Un fin del mundo que ocurre en cámara lenta
El fin del mundo ya ocurrió por lo menos una vez, según una de las teorías más fundadas sobre el dramático ocaso de la cultura rapanui, que floreció alguna vez en la Isla de Pascua y dejó como testimonio esas extrañísimas y monumentales estatuas de piedra, los moáis. Alrededor de nueve siglos se supone que pasaron entre la llegada de los primeros pobladores de la isla, navegantes provenientes de la Polinesia, y el momento en el que, al filo de su extinción, sumidos en guerras tribales y entregados al canibalismo, fueron "descubiertos" por expedicionarios holandeses que, a principios del siglo XVIII, hicieron pie en esa isla lejos de todo, pequeño laboratorio, según el biólogo y evolucionista Jared Diamond, de la autodestrucción de un pueblo mediante la técnica del ecocidio, popularizada ahora a nivel global y que consiste, básicamente, en terminar con toda posibilidad de supervivencia como producto de la destrucción sistemática e irresponsable de las condiciones de vida vegetal y animal.

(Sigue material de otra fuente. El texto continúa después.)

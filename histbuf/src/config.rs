//! Codec configuration

/// Options for reading and writing containers
#[derive(Debug, Clone, PartialEq, Eq)]
pub struct CodecConfig {
    /// Memory-map files instead of reading them into memory
    pub mmap: bool,
    /// Largest payload, in bytes, a reader accepts
    pub payload_limit: Option<u64>,
    /// Initial capacity of the payload encoder buffer, in bytes
    pub initial_capacity: usize,
    /// Deepest chain of nested collections a reader accepts
    pub max_depth: usize,
}

impl CodecConfig {
    /// Set whether `from_file` memory-maps the container
    ///
    /// Has no effect when the `mmap` feature is disabled.
    pub fn with_mmap(mut self, mmap: bool) -> Self {
        self.mmap = mmap;
        self
    }

    /// Refuse payloads larger than `limit` bytes
    pub fn with_payload_limit(mut self, limit: u64) -> Self {
        self.payload_limit = Some(limit);
        self
    }

    pub fn with_initial_capacity(mut self, capacity: usize) -> Self {
        self.initial_capacity = capacity;
        self
    }

    pub fn with_max_depth(mut self, depth: usize) -> Self {
        self.max_depth = depth;
        self
    }
}

impl Default for CodecConfig {
    fn default() -> Self {
        Self {
            mmap: true,
            payload_limit: None,
            initial_capacity: 64 * 1024,
            max_depth: 256,
        }
    }
}

#[cfg(test)]
mod tests {
    use super::*;

    #[test]
    fn test_builder() {
        let config = CodecConfig::default()
            .with_mmap(false)
            .with_payload_limit(1 << 20)
            .with_initial_capacity(16)
            .with_max_depth(8);
        assert!(!config.mmap);
        assert_eq!(config.payload_limit, Some(1 << 20));
        assert_eq!(config.initial_capacity, 16);
        assert_eq!(config.max_depth, 8);
        assert_eq!(CodecConfig::default().max_depth, 256);
        assert!(CodecConfig::default().mmap);
    }
}
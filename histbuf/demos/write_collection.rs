//! Fill a two-axis histogram and a small ntuple, then write them to a container

use histbuf::{
    Axis, CategoryBinning, Chunk, Collection, Column, ColumnChunk, DType, Distribution,
    Endianness, Histogram, InterpretedInlineBuffer, Ntuple, Page, RawInlineBuffer, RealInterval,
    RegularBinning, Result, UnweightedCounts,
};
use std::time::Instant;

const FLAVORS: [&str; 3] = ["e", "mu", "tau"];

fn main() -> Result<()> {
    let events = build_demo_events(100_000);
    println!("Generated {} events", events.len());

    // 50 regular bins in pt plus underflow and overflow, by flavor
    let start = Instant::now();
    let nbins = 50u64;
    let mut counts = vec![0u64; (nbins as usize + 2) * FLAVORS.len()];
    for &(pt, flavor) in &events {
        let slot = if pt < 0.0 {
            0
        } else if pt >= 100.0 {
            nbins as usize + 1
        } else {
            1 + (pt / 100.0 * nbins as f64) as usize
        };
        counts[slot * FLAVORS.len() + flavor] += 1;
    }
    println!("Filled histogram in {:?}", start.elapsed());

    let pt = Axis::new()
        .with_binning(RegularBinning::new(nbins, RealInterval::new(0.0, 100.0)?)?)?
        .with_expression("pt");
    let flavor = Axis::new()
        .with_binning(CategoryBinning::new(FLAVORS))?
        .with_expression("flavor");
    let distribution = Distribution::new(UnweightedCounts::new(InterpretedInlineBuffer::from_values(&counts))?)?;
    let histogram = Histogram::new("pt_by_flavor", vec![pt, flavor], distribution)?
        .with_title("Transverse momentum by lepton flavor");

    // one chunk, pages of 10k entries
    let column = Column::new("pt", DType::Float64)?.with_endianness(Endianness::native());
    let values: Vec<f64> = events.iter().map(|&(pt, _)| pt).collect();
    let mut pages = Vec::new();
    let mut offsets = vec![0u64];
    for page in values.chunks(10_000) {
        pages.push(Page::new(RawInlineBuffer::new(bytemuck::cast_slice(page).to_vec()))?);
        offsets.push(offsets[offsets.len() - 1] + page.len() as u64);
    }
    let total = offsets[offsets.len() - 1];
    let chunk = Chunk::new(vec![ColumnChunk::new(pages, offsets)?])?;
    let ntuple = Ntuple::new("events", vec![column], vec![chunk], vec![0, total])?;

    let collection = Collection::new("demo", vec![histogram.into(), ntuple.into()])?;

    let start = Instant::now();
    let written = collection.to_file("demo.hist")?;
    println!("Wrote {written} bytes to demo.hist in {:?}", start.elapsed());
    println!("\nRun 'cargo run --example read_collection' to read it back!");
    Ok(())
}

/// Deterministic pseudo-random (pt, flavor) pairs for demo purposes
fn build_demo_events(n: usize) -> Vec<(f64, usize)> {
    let mut state = 0x2545_f491_4f6c_dd1du64;
    (0..n)
        .map(|_| {
            state ^= state << 13;
            state ^= state >> 7;
            state ^= state << 17;
            let pt = (state % 12_000) as f64 / 100.0 - 5.0;
            (pt, (state >> 32) as usize % FLAVORS.len())
        })
        .collect()
}
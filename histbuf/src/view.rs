//! Typed, shaped views over interpreted buffer bytes
//!
//! An [`ArrayView`] is the numeric interop surface of the object model. It
//! pairs decoded bytes with the dtype, byte order, dimension order and shape
//! the validator established for them. Reading elements is zero-copy when the
//! bytes are native-endian and suitably aligned; otherwise values are
//! converted into an owned vector.

use std::borrow::Cow;
use std::rc::Rc;

use histbuf_core::validation::{element_count, shape_product};
use histbuf_core::{DType, DimensionOrder, Element, Endianness, HistError, Slice};

use crate::error::{structure, Result};
use crate::validate::Shape;

enum Storage<'a> {
    Shared(Rc<[u8]>),
    Borrowed(&'a [u8]),
}

/// Numeric view of an interpreted buffer
pub struct ArrayView<'a> {
    data: Storage<'a>,
    dtype: DType,
    endianness: Endianness,
    order: DimensionOrder,
    shape: Shape,
}

impl ArrayView<'static> {
    pub(crate) fn shared(
        data: Rc<[u8]>,
        dtype: DType,
        endianness: Endianness,
        order: DimensionOrder,
        shape: Shape,
    ) -> Self {
        Self {
            data: Storage::Shared(data),
            dtype,
            endianness,
            order,
            shape,
        }
    }
}

impl<'a> ArrayView<'a> {
    pub(crate) fn borrowed(
        data: &'a [u8],
        dtype: DType,
        endianness: Endianness,
        order: DimensionOrder,
        shape: Shape,
    ) -> Self {
        Self {
            data: Storage::Borrowed(data),
            dtype,
            endianness,
            order,
            shape,
        }
    }

    /// Declared dtype; `none` reads as `uint8`
    pub fn dtype(&self) -> DType {
        self.dtype
    }

    pub fn endianness(&self) -> Endianness {
        self.endianness
    }

    pub fn order(&self) -> DimensionOrder {
        self.order
    }

    pub fn shape(&self) -> &[usize] {
        &self.shape
    }

    /// Raw decoded bytes in storage order
    pub fn bytes(&self) -> &[u8] {
        match &self.data {
            Storage::Shared(data) => data,
            Storage::Borrowed(data) => data,
        }
    }

    /// Number of elements
    pub fn len(&self) -> usize {
        self.bytes().len() / self.dtype.itemsize()
    }

    pub fn is_empty(&self) -> bool {
        self.len() == 0
    }

    /// Elements as `T`, borrowed when the bytes allow it
    pub fn as_slice<T: Element>(&self) -> Result<Cow<'_, [T]>> {
        let dtype = self.dtype.effective();
        if T::DTYPE != dtype {
            return Err(HistError::constraint(
                "ArrayView",
                "dtype",
                format!("buffer holds {dtype}, not {}", T::DTYPE),
            )
            .into());
        }
        let bytes = self.bytes();
        if self.endianness.is_native() {
            if let Ok(values) = bytemuck::try_cast_slice::<u8, T>(bytes) {
                return Ok(Cow::Borrowed(values));
            }
        }
        let native = self.endianness.is_native();
        Ok(Cow::Owned(
            bytes
                .chunks_exact(T::size_bytes())
                .map(|chunk| {
                    let value: T = bytemuck::pod_read_unaligned(chunk);
                    if native {
                        value
                    } else {
                        value.swap_bytes()
                    }
                })
                .collect(),
        ))
    }

    pub fn to_vec<T: Element>(&self) -> Result<Vec<T>> {
        Ok(self.as_slice::<T>()?.into_owned())
    }

    /// Every element widened to `f64`, in storage order
    pub fn to_f64_vec(&self) -> Result<Vec<f64>> {
        match self.dtype.effective() {
            DType::Int8 => self.widen::<i8>(),
            DType::Uint8 | DType::None => self.widen::<u8>(),
            DType::Int16 => self.widen::<i16>(),
            DType::Uint16 => self.widen::<u16>(),
            DType::Int32 => self.widen::<i32>(),
            DType::Uint32 => self.widen::<u32>(),
            DType::Int64 => self.widen::<i64>(),
            DType::Uint64 => self.widen::<u64>(),
            DType::Float32 => self.widen::<f32>(),
            DType::Float64 => self.widen::<f64>(),
        }
    }

    fn widen<T: Element>(&self) -> Result<Vec<f64>> {
        Ok(self.as_slice::<T>()?.iter().map(|&x| x.to_f64()).collect())
    }

    /// Position in storage of a multi-dimensional index
    pub fn flat_index(&self, index: &[usize]) -> Result<usize> {
        if index.len() != self.shape.len() {
            return Err(structure(format!(
                "index {index:?} does not match rank {} of shape {:?}",
                self.shape.len(),
                self.shape
            )));
        }
        if let Some((i, dim)) = index.iter().zip(&self.shape).find(|(i, dim)| i >= dim) {
            return Err(structure(format!(
                "index {i} is out of bounds for dimension of length {dim}"
            )));
        }
        let pairs = index.iter().zip(&self.shape);
        let flat = match self.order {
            DimensionOrder::C => pairs.fold(0, |acc, (&i, &dim)| acc * dim + i),
            DimensionOrder::Fortran => pairs.rev().fold(0, |acc, (&i, &dim)| acc * dim + i),
        };
        Ok(flat)
    }

    /// One element, widened to `f64`
    pub fn get_f64(&self, index: &[usize]) -> Result<f64> {
        let flat = self.flat_index(index)?;
        let size = self.dtype.itemsize();
        let chunk = self
            .bytes()
            .get(flat * size..(flat + 1) * size)
            .ok_or_else(|| structure(format!("element {flat} is beyond the end of the buffer")))?;
        let view = ArrayView::borrowed(chunk, self.dtype, self.endianness, self.order, vec![1]);
        Ok(view.to_f64_vec()?[0])
    }
}

impl std::fmt::Debug for ArrayView<'_> {
    fn fmt(&self, f: &mut std::fmt::Formatter<'_>) -> std::fmt::Result {
        f.debug_struct("ArrayView")
            .field("dtype", &self.dtype)
            .field("endianness", &self.endianness)
            .field("order", &self.order)
            .field("shape", &self.shape)
            .finish()
    }
}

/// Number of `itemsize`-byte elements left after applying `slice`
pub(crate) fn sliced_count(byte_len: usize, itemsize: usize, slice: Option<&Slice>) -> Result<usize> {
    let count = element_count(byte_len, itemsize)?;
    match slice {
        Some(slice) => Ok(slice.len(count)?),
        None => Ok(count),
    }
}

/// Apply a post-decode slice to whole elements of `itemsize` bytes
pub(crate) fn gather(bytes: Rc<[u8]>, itemsize: usize, slice: Option<&Slice>) -> Result<Rc<[u8]>> {
    let Some(slice) = slice else {
        return Ok(bytes);
    };
    let count = element_count(bytes.len(), itemsize)?;
    if slice.is_identity(count)? {
        return Ok(bytes);
    }
    let indices = slice.indices(count)?;
    let mut out = Vec::with_capacity(indices.len * itemsize);
    for pos in indices.positions() {
        out.extend_from_slice(&bytes[pos * itemsize..(pos + 1) * itemsize]);
    }
    Ok(out.into())
}

/// Check that `bytes` hold exactly as many elements as `shape` describes
pub(crate) fn check_elements(what: &str, count: usize, shape: &[usize]) -> Result<()> {
    let expected = shape_product(shape)?;
    if count != expected {
        return Err(structure(format!(
            "{what} has {count} elements but shape {shape:?} requires {expected}"
        )));
    }
    Ok(())
}

#[cfg(test)]
mod tests {
    use super::*;
    use crate::ErrorCategory;

    fn be_view(values: &[i32], shape: Shape) -> ArrayView<'static> {
        let bytes: Vec<u8> = values.iter().flat_map(|v| v.to_be_bytes()).collect();
        ArrayView::shared(bytes.into(), DType::Int32, Endianness::Big, DimensionOrder::C, shape)
    }

    #[test]
    fn test_native_slice_is_borrowed() {
        let values = [1.5f64, -2.0, 3.25];
        let view = ArrayView::borrowed(
            bytemuck::cast_slice(&values),
            DType::Float64,
            Endianness::native(),
            DimensionOrder::C,
            vec![3],
        );
        let slice = view.as_slice::<f64>().unwrap();
        assert!(matches!(slice, Cow::Borrowed(_)));
        assert_eq!(&*slice, &values);
        assert_eq!(view.len(), 3);
    }

    #[test]
    fn test_foreign_byte_order_is_converted() {
        let view = be_view(&[1, -2, 300], vec![3]);
        assert_eq!(view.to_vec::<i32>().unwrap(), vec![1, -2, 300]);
        assert_eq!(view.to_f64_vec().unwrap(), vec![1.0, -2.0, 300.0]);
    }

    #[test]
    fn test_dtype_mismatch() {
        let view = be_view(&[1, 2], vec![2]);
        let err = view.as_slice::<f32>().unwrap_err();
        assert_eq!(err.category(), Some(ErrorCategory::AttributeConstraint));
    }

    #[test]
    fn test_flat_index_orders() {
        let c = be_view(&[0, 1, 2, 3, 4, 5], vec![2, 3]);
        assert_eq!(c.flat_index(&[1, 0]).unwrap(), 3);
        assert_eq!(c.get_f64(&[1, 2]).unwrap(), 5.0);

        let bytes: Vec<u8> = [0i32, 1, 2, 3, 4, 5].iter().flat_map(|v| v.to_be_bytes()).collect();
        let f = ArrayView::shared(
            bytes.into(),
            DType::Int32,
            Endianness::Big,
            DimensionOrder::Fortran,
            vec![2, 3],
        );
        assert_eq!(f.flat_index(&[1, 0]).unwrap(), 1);
        assert_eq!(f.flat_index(&[0, 2]).unwrap(), 4);

        assert!(c.flat_index(&[2, 0]).is_err());
        assert!(c.flat_index(&[0]).is_err());
    }

    #[test]
    fn test_gather() {
        let bytes: Rc<[u8]> = (0u8..10).collect::<Vec<_>>().into();
        let evens = gather(bytes.clone(), 2, Some(&Slice::new(None, None, Some(2)))).unwrap();
        assert_eq!(&*evens, &[0, 1, 4, 5, 8, 9]);

        let same = gather(bytes.clone(), 1, Some(&Slice::default())).unwrap();
        assert!(Rc::ptr_eq(&same, &bytes));

        assert_eq!(sliced_count(10, 2, Some(&Slice::range(1, 3))).unwrap(), 2);
        assert!(sliced_count(9, 2, None).is_err());
    }

    #[test]
    fn test_check_elements() {
        assert!(check_elements("counts", 12, &[3, 4]).is_ok());
        let err = check_elements("counts", 11, &[3, 4]).unwrap_err();
        assert!(err.is_structural());
    }
}
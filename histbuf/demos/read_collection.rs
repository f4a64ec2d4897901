//! Read the container written by `write_collection` and summarize it

use histbuf::{Counts, InterpretedBuffer, Object, Result};
use std::time::Instant;

fn main() -> Result<()> {
    let filename = "demo.hist";

    if !std::path::Path::new(filename).exists() {
        println!("File '{filename}' not found!");
        println!("   Run 'cargo run --example write_collection' first");
        return Ok(());
    }

    let start = Instant::now();
    let collection = histbuf::Collection::from_file(filename)?;
    println!("Decoded container in {:.3}ms", start.elapsed().as_secs_f64() * 1000.0);

    let start = Instant::now();
    collection.check_valid()?;
    println!("Validated in {:.3}ms", start.elapsed().as_secs_f64() * 1000.0);

    println!("\nCollection {:?}:", collection.identifier());
    for object in collection.objects() {
        match object {
            Object::Histogram(h) => {
                println!("   histogram {:?} ({}), bins {:?}", h.identifier(), h.title(), h.binshape()?);
                if let Counts::Unweighted(counts) = h.distribution().counts() {
                    if let InterpretedBuffer::Inline(buffer) = counts.counts() {
                        let view = buffer.array()?;
                        let total: f64 = view.to_f64_vec()?.iter().sum();
                        println!("      {total} entries, shape {:?}", view.shape());
                    }
                }
            }
            Object::Ntuple(n) => {
                println!("   ntuple {:?}, {} entries", n.identifier(), n.entries());
                for column in n.columns() {
                    let mut sum = 0.0;
                    for chunk in n.chunks() {
                        for column_chunk in chunk.columns() {
                            for page in column_chunk.pages() {
                                sum += page.array(&column)?.to_f64_vec()?.iter().sum::<f64>();
                            }
                        }
                    }
                    println!("      column {:?}: mean {:.3}", column.identifier(), sum / n.entries() as f64);
                }
            }
            other => println!("   {} {:?}", histbuf::Node::kind(&other), other.identifier()),
        }
    }
    Ok(())
}
impl Collection {
    pub fn new(identifier: impl Into<String>, objects: Vec<Object>) -> Result<Self> {
        let identifier = identifier.into();
        COLLECTION_IDENTIFIER.check_text(&identifier)?;
        object_keys(&objects)?;
        let node = Self(Rc::new(CollectionInner {
            link: Link::default(),
            identifier: Field::new(&COLLECTION_IDENTIFIER, identifier),
            objects: Field::new(&COLLECTION_OBJECTS, objects.clone()),
            collections: Field::new(&COLLECTION_COLLECTIONS, Vec::new()),
            regions: Field::new(&COLLECTION_REGIONS, Vec::new()),
            binned_regions: Field::new(&COLLECTION_BINNED_REGIONS, Vec::new()),
            variations: Field::new(&COLLECTION_VARIATIONS, Vec::new()),
            annotations: Annotations::new(&COLLECTION_ANNOTATIONS),
            index: RefCell::new(None),
        }));
        Claims::new()
            .all(&COLLECTION_OBJECTS, &objects)
            .commit(&node.weak())?;
        Ok(node)
    }

    pub fn with_collections(self, collections: Vec<Collection>) -> Result<Self> {
        self.set_collections(collections)?;
        Ok(self)
    }

    pub fn with_regions(self, regions: Vec<Region>) -> Result<Self> {
        self.set_regions(regions)?;
        Ok(self)
    }

    pub fn with_binned_regions(self, regions: Vec<BinnedRegion>) -> Result<Self> {
        self.set_binned_regions(regions)?;
        Ok(self)
    }

    pub fn with_variations(self, variations: Vec<Variation>) -> Result<Self> {
        self.set_variations(variations)?;
        Ok(self)
    }

    pub fn identifier(&self) -> String {
        self.0.identifier.get()
    }

    pub fn set_identifier(&self, identifier: impl Into<String>) -> Result<()> {
        let identifier = identifier.into();
        COLLECTION_IDENTIFIER.check_text(&identifier)?;
        self.0.identifier.set(identifier);
        forget_key(&self.0.link);
        Ok(())
    }

    pub fn objects(&self) -> Vec<Object> {
        self.0.objects.get()
    }

    pub fn set_objects(&self, objects: Vec<Object>) -> Result<()> {
        object_keys(&objects)?;
        Claims::new()
            .all(&COLLECTION_OBJECTS, &objects)
            .commit(&self.weak())?;
        self.0.objects.set(objects);
        self.0.index.replace(None);
        Ok(())
    }

    pub fn collections(&self) -> Vec<Collection> {
        self.0.collections.get()
    }

    pub fn set_collections(&self, collections: Vec<Collection>) -> Result<()> {
        collection_keys(&collections)?;
        let lineage = node::lineage(self.0.clone())?;
        if let Some(ancestor) = collections.iter().find(|c| lineage.contains(&Attach::addr(*c))) {
            return Err(ownership(format!(
                "collection {:?} cannot be nested inside itself",
                ancestor.identifier()
            )));
        }
        Claims::new()
            .all(&COLLECTION_COLLECTIONS, &collections)
            .commit(&self.weak())?;
        self.0.collections.set(collections);
        self.0.index.replace(None);
        Ok(())
    }

    pub fn regions(&self) -> Vec<Region> {
        self.0.regions.get()
    }

    pub fn set_regions(&self, regions: Vec<Region>) -> Result<()> {
        Claims::new()
            .all(&COLLECTION_REGIONS, &regions)
            .commit(&self.weak())?;
        self.0.regions.set(regions);
        Ok(())
    }

    pub fn binned_regions(&self) -> Vec<BinnedRegion> {
        self.0.binned_regions.get()
    }

    pub fn set_binned_regions(&self, regions: Vec<BinnedRegion>) -> Result<()> {
        Claims::new()
            .all(&COLLECTION_BINNED_REGIONS, &regions)
            .commit(&self.weak())?;
        self.0.binned_regions.set(regions);
        Ok(())
    }

    pub fn variations(&self) -> Vec<Variation> {
        self.0.variations.get()
    }

    pub fn set_variations(&self, variations: Vec<Variation>) -> Result<()> {
        Claims::new()
            .all(&COLLECTION_VARIATIONS, &variations)
            .commit(&self.weak())?;
        self.0.variations.set(variations);
        Ok(())
    }

    fn index(&self) -> Rc<Index> {
        if let Some(index) = self.0.index.borrow().as_ref() {
            return Rc::clone(index);
        }
        let mut index = Index::default();
        self.0.objects.with(|objects| {
            for object in objects {
                index.objects.insert(object.identifier(), object.clone());
            }
        });
        self.0.collections.with(|collections| {
            for collection in collections {
                index.collections.insert(collection.identifier(), collection.clone());
            }
        });
        debug!(
            "indexed collection {:?}: {} objects, {} collections",
            self.identifier(),
            index.objects.len(),
            index.collections.len()
        );
        let index = Rc::new(index);
        self.0.index.replace(Some(Rc::clone(&index)));
        index
    }

    /// Object with the given identifier
    pub fn get(&self, identifier: &str) -> Option<Object> {
        self.index().objects.get(identifier).cloned()
    }

    /// Nested collection with the given identifier
    pub fn subcollection(&self, identifier: &str) -> Option<Collection> {
        self.index().collections.get(identifier).cloned()
    }

    /// Validate the whole hierarchy below this collection
    pub fn check_valid(&self) -> Result<()> {
        debug!("validating collection {:?}", self.identifier());
        self.validate(&[])?;
        Ok(())
    }

    /// Like [`Collection::check_valid`], but structural problems yield
    /// `Ok(false)`; every other error is passed on
    pub fn is_valid(&self) -> Result<bool> {
        match self.check_valid() {
            Ok(()) => Ok(true),
            Err(err) if err.is_structural() => {
                debug!("collection {:?} is invalid: {err}", self.identifier());
                Ok(false)
            }
            Err(err) => Err(err),
        }
    }

    pub(crate) fn from_record(record: &Rc<CollectionRecord>, parent: Option<Weak<dyn NodeInner>>) -> Self {
        Self(Rc::new_cyclic(|me: &Weak<CollectionInner>| {
            let me: Weak<dyn NodeInner> = me.clone();
            CollectionInner {
                link: parent.map(Link::attached).unwrap_or_default(),
                identifier: Field::new(&COLLECTION_IDENTIFIER, record.identifier.clone()),
                objects: Field::lazy(&COLLECTION_OBJECTS, record, &me, |r, me| {
                    r.objects
                        .iter()
                        .map(|o| Object::from_record(o, me.clone()))
                        .collect()
                }),
                collections: Field::lazy(&COLLECTION_COLLECTIONS, record, &me, |r, me| {
                    r.collections
                        .iter()
                        .map(|c| Collection::from_record(c, Some(me.clone())))
                        .collect()
                }),
                regions: Field::lazy(&COLLECTION_REGIONS, record, &me, |r, me| {
                    r.regions
                        .iter()
                        .map(|x| Region::from_record(x, me.clone()))
                        .collect()
                }),
                binned_regions: Field::lazy(&COLLECTION_BINNED_REGIONS, record, &me, |r, me| {
                    r.binned_regions
                        .iter()
                        .map(|x| BinnedRegion::from_record(x, me.clone()))
                        .collect()
                }),
                variations: Field::lazy(&COLLECTION_VARIATIONS, record, &me, |r, me| {
                    r.variations
                        .iter()
                        .map(|x| Variation::from_record(x, me.clone()))
                        .collect()
                }),
                annotations: Annotations::decoded(
                    &COLLECTION_ANNOTATIONS,
                    &record.title,
                    &record.metadata,
                    &record.decoration,
                    &me,
                ),
                index: RefCell::new(None),
            }
        }))
    }

    pub(crate) fn to_record(&self) -> CollectionRecord {
        CollectionRecord {
            identifier: self.identifier(),
            objects: self.objects().iter().map(Object::to_record).collect(),
            collections: self
                .collections()
                .iter()
                .map(|c| Rc::new(c.to_record()))
                .collect(),
            regions: self.regions().iter().map(|r| Rc::new(r.to_record())).collect(),
            binned_regions: self
                .binned_regions()
                .iter()
                .map(|r| Rc::new(r.to_record()))
                .collect(),
            variations: self
                .variations()
                .iter()
                .map(|v| Rc::new(v.to_record()))
                .collect(),
            title: self.title(),
            metadata: self.0.annotations.metadata_record(),
            decoration: self.0.annotations.decoration_record(),
        }
    }

    fn from_decoded(record: CollectionRecord) -> Self {
        Self::from_record(&Rc::new(record), None)
    }

    /// Validate and encode the unframed payload
    pub fn to_buffer(&self) -> Result<Vec<u8>> {
        self.to_buffer_with(&CodecConfig::default())
    }

    pub fn to_buffer_with(&self, config: &CodecConfig) -> Result<Vec<u8>> {
        self.check_valid()?;
        codec::encode(&self.to_record(), config)
    }

    /// Decode an unframed payload; nodes materialize as they are read
    pub fn from_buffer(payload: &[u8]) -> Result<Self> {
        Self::from_buffer_with(payload, &CodecConfig::default())
    }

    pub fn from_buffer_with(payload: &[u8], config: &CodecConfig) -> Result<Self> {
        codec::decode(payload, config).map(Self::from_decoded)
    }

    /// Validate and encode a framed container
    pub fn to_container(&self) -> Result<Vec<u8>> {
        self.to_container_with(&CodecConfig::default())
    }

    pub fn to_container_with(&self, config: &CodecConfig) -> Result<Vec<u8>> {
        self.check_valid()?;
        container::to_bytes(&self.to_record(), config)
    }

    /// Validate and stream a framed container into `sink`; returns the
    /// number of bytes written
    pub fn write_container<W: Write>(&self, sink: W) -> Result<u64> {
        self.check_valid()?;
        container::write(&self.to_record(), sink)
    }

    pub fn from_container(bytes: &[u8]) -> Result<Self> {
        Self::from_container_with(bytes, &CodecConfig::default())
    }

    pub fn from_container_with(bytes: &[u8], config: &CodecConfig) -> Result<Self> {
        container::from_bytes(bytes, config).map(Self::from_decoded)
    }

    /// Validate and write a framed container to `path`
    pub fn to_file<P: AsRef<Path>>(&self, path: P) -> Result<u64> {
        self.check_valid()?;
        container::to_file(&self.to_record(), path)
    }

    pub fn from_file<P: AsRef<Path>>(path: P) -> Result<Self> {
        Self::from_file_with(path, &CodecConfig::default())
    }

    pub fn from_file_with<P: AsRef<Path>>(path: P, config: &CodecConfig) -> Result<Self> {
        container::from_file(path, config).map(Self::from_decoded)
    }
}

El ecocidio rapanui, según esta teoría que Diamond describe en su libro Colapso. ¿Por qué unas sociedades perduran y otras desaparecen?, de 2004, tuvo lugar de manera lenta pero inexorable, a través del agotamiento progresivo de los recursos de la isla y el quiebre casi definitivo de un equilibrio que entró en crisis por la acción del hombre. Cuando los primeros europeos llegaron hasta allí, de los tupidos bosques de palmeras que alguna vez cubrieron la isla prácticamente no quedaban rastros y las tierras cultivables, de pobre calidad y barridas por el viento y por un clima inclemente, eran objeto de feroces disputas. El colapso –el fin de ese mundo– ya había ocurrido.
Que la escasez de recursos provoque competencia y –cuando la carencia se agudiza– también violencia es algo visto y conocido y que ha sido uno de los motores de la historia. No es eso lo que interesa extrapolar de la tragedia de la Isla de Pascua, sino el interrogante que ésta plantea a un mundo que hace muy poco por preservar sus fuentes de vida y que, posiblemente, de la misma manera en que los pobladores de la isla provocaron a ciegas las condiciones de su propia destrucción, avanza en cámara lenta y sin casi darse cuenta hacia un ecocidio similar. No es el fin del mundo que pronosticaron los mayas (o la interpretación maliciosa de su calendario), con fecha precisa (y a primera vista errónea) y colosales cataclismos planetarios, sino una marcha continua e imperceptible en esa misma dirección, provocada también por el hombre. Lo que equivale a decir, además, que la predicción maya de alguna manera estaba en lo cierto: el fin del mundo probablemente esté ocurriendo en este preciso momento, sólo que tan lentamente que no lo notamos, cuadro a cuadro en un largometraje que combina escenas del derroche irresponsable de agua, la tala de bosques, el exceso de basura y el exceso de contaminación; el abuso y la degradación de la tierra, la exterminación de especies y la depredación de los mares.
La progresiva destrucción medioambiental y la competencia creciente por recursos cada vez más escasos son escenas de una catástrofe posible. El fin del mundo está pasando, pero no parece todavía un destino ineludible: el colapso de la Isla de Pascua no es necesariamente un espejo que nos devuelve imágenes del futuro. Pero puede servir de advertencia.